Aim of the exercise: All entries below are to be returned in full, exactly as they stand.

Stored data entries

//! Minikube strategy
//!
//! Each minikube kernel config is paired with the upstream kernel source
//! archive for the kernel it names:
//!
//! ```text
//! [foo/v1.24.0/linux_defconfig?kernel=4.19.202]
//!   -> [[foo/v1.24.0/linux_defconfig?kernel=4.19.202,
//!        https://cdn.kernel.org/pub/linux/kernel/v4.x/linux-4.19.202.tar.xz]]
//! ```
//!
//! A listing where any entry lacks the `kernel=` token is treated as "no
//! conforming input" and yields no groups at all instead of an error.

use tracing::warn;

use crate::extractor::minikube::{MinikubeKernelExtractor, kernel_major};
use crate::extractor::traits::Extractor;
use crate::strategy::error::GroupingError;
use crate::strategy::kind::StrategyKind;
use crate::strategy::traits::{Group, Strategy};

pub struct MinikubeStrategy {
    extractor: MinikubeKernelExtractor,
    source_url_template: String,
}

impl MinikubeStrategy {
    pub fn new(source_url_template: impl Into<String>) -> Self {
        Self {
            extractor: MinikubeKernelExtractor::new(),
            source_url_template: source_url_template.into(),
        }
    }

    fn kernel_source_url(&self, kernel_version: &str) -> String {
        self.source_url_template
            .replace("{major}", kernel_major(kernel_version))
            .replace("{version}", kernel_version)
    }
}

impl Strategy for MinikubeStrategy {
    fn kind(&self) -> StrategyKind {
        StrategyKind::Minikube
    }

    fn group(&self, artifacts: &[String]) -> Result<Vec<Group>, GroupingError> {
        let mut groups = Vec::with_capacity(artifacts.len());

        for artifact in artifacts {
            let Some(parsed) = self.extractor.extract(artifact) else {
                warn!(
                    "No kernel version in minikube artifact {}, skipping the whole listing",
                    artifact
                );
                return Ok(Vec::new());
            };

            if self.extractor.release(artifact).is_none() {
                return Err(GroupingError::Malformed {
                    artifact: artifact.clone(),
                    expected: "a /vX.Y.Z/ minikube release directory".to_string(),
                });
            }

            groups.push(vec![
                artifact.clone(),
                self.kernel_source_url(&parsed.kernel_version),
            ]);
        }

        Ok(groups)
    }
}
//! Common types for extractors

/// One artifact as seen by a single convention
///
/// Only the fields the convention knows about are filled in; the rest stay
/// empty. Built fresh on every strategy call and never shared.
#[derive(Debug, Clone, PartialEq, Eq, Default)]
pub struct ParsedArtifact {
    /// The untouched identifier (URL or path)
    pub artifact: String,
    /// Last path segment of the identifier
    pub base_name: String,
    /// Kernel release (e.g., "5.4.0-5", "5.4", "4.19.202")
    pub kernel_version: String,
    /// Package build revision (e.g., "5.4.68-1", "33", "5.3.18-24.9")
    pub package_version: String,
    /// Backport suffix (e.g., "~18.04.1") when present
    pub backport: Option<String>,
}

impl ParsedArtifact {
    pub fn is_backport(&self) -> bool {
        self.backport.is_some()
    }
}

Response area:
//! Minikube strategy
//!
//! Each minikube kernel config is paired with the upstream kernel source
//! archive for the kernel it names:
//!
//! ```text
//! [foo/v1.24.0/linux_defconfig?kernel=4.19.202]
//!   -> [[foo/v1.24.0/linux_defconfig?kernel=4.19.202,
//!        https://cdn.kernel.org/pub/linux/kernel/v4.x/linux-4.19.202.tar.xz]]
//! ```
//!
//! A listing where any entry lacks the `kernel=` token is treated as "no
//! conforming input" and yields no groups at all instead of an error.

use tracing::warn;

use crate::extractor::minikube::{MinikubeKernelExtractor, kernel_major};
use crate::extractor::traits::Extractor;
use crate::strategy::error::GroupingError;
use crate::strategy::kind::StrategyKind;
use crate::strategy::traits::{Group, Strategy};

pub struct MinikubeStrategy {
    extractor: MinikubeKernelExtractor,
    source_url_template: String,
}

impl MinikubeStrategy {
    pub fn new(source_url_template: impl Into<String>) -> Self {
        Self {
            extractor: MinikubeKernelExtractor::new(),
            source_url_template: source_url_template.into(),
        }
    }

    fn kernel_source_url(&self, kernel_version: &str) -> String {
        self.source_url_template
            .replace("{major}", kernel_major(kernel_version))
            .replace("{version}", kernel_version)
    }
}

impl Strategy for MinikubeStrategy {
    fn kind(&self) -> StrategyKind {
        StrategyKind::Minikube
    }

    fn group(&self, artifacts: &[String]) -> Result<Vec<Group>, GroupingError> {
        let mut groups = Vec::with_capacity(artifacts.len());

        for artifact in artifacts {
            let Some(parsed) = self.extractor.extract(artifact) else {
                warn!(
                    "No kernel version in minikube artifact {}, skipping the whole listing",
                    artifact
                );
                return Ok(Vec::new());
            };

            if self.extractor.release(artifact).is_none() {
                return Err(GroupingError::Malformed {
                    artifact: artifact.clone(),
                    expected: "a /vX.Y.Z/ minikube release directory".to_string(),
                });
            }

            groups.push(vec![
                artifact.clone(),
                self.kernel_source_url(&parsed.kernel_version),
            ]);
        }

        Ok(groups)
    }
}
//! Common types for extractors

/// One artifact as seen by a single convention
///
/// Only the fields the convention knows about are filled in; the rest stay
/// empty. Built fresh on every strategy call and never shared.
#[derive(Debug, Clone, PartialEq, Eq, Default)]
pub struct ParsedArtifact {
    /// The untouched identifier (URL or path)
    pub artifact: String,
    /// Last path segment of the identifier
    pub base_name: String,
    /// Kernel release (e.g., "5.4.0-5", "5.4", "4.19.202")
    pub kernel_version: String,
    /// Package build revision (e.g., "5.4.68-1", "33", "5.3.18-24.9")
    pub package_version: String,
    /// Backport suffix (e.g., "~18.04.1") when present
    pub backport: Option<String>,
}

impl ParsedArtifact {
    pub fn is_backport(&self) -> bool {
        self.backport.is_some()
    }
}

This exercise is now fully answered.